What you should do:
Filter the data below, keeping only lines that contain "failure".
___ Dataset ___
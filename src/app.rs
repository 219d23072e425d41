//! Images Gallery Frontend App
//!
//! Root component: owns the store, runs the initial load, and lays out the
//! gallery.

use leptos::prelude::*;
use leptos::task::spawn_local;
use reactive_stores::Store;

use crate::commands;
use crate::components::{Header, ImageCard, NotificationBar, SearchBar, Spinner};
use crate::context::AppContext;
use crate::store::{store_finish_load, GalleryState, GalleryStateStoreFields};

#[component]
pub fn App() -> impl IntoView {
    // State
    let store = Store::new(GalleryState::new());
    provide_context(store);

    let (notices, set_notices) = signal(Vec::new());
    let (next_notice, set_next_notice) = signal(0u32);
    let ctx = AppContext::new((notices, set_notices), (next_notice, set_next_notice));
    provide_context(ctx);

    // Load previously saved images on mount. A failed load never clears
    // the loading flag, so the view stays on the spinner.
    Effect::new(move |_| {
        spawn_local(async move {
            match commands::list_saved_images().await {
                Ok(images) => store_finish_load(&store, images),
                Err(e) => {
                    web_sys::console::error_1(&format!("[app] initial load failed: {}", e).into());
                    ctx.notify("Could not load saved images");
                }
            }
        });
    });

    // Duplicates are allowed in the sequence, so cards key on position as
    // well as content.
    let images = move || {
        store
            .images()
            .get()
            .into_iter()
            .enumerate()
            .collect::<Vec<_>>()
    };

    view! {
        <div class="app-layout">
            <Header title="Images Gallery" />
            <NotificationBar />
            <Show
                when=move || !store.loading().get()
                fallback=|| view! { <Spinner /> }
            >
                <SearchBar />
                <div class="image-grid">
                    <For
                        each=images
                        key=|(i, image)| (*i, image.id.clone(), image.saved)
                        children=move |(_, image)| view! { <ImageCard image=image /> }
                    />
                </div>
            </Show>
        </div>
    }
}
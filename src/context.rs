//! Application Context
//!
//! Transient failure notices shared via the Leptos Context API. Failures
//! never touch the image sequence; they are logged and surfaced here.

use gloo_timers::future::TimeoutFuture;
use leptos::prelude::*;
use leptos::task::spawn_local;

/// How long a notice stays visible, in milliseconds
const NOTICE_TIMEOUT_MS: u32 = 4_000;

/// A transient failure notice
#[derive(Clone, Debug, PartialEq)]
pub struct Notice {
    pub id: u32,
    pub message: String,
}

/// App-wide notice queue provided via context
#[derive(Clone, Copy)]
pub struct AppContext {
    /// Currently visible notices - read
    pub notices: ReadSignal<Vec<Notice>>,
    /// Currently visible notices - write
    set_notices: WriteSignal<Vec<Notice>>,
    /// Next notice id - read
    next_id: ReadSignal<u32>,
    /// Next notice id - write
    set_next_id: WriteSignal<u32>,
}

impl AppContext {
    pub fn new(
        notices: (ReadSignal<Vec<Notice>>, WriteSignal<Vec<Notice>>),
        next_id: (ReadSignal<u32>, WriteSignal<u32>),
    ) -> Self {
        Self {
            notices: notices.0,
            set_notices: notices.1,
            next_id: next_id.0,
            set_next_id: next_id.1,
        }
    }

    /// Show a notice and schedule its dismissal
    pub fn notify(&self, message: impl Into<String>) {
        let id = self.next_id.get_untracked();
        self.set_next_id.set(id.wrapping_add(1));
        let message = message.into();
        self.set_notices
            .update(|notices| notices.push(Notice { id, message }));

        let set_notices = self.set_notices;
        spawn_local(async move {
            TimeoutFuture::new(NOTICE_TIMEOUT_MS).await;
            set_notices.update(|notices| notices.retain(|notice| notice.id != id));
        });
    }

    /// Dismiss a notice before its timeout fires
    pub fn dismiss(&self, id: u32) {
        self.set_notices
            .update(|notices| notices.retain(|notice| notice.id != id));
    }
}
___
Result:
//! Transient failure notices shared via the Leptos Context API. Failures
/// A transient failure notice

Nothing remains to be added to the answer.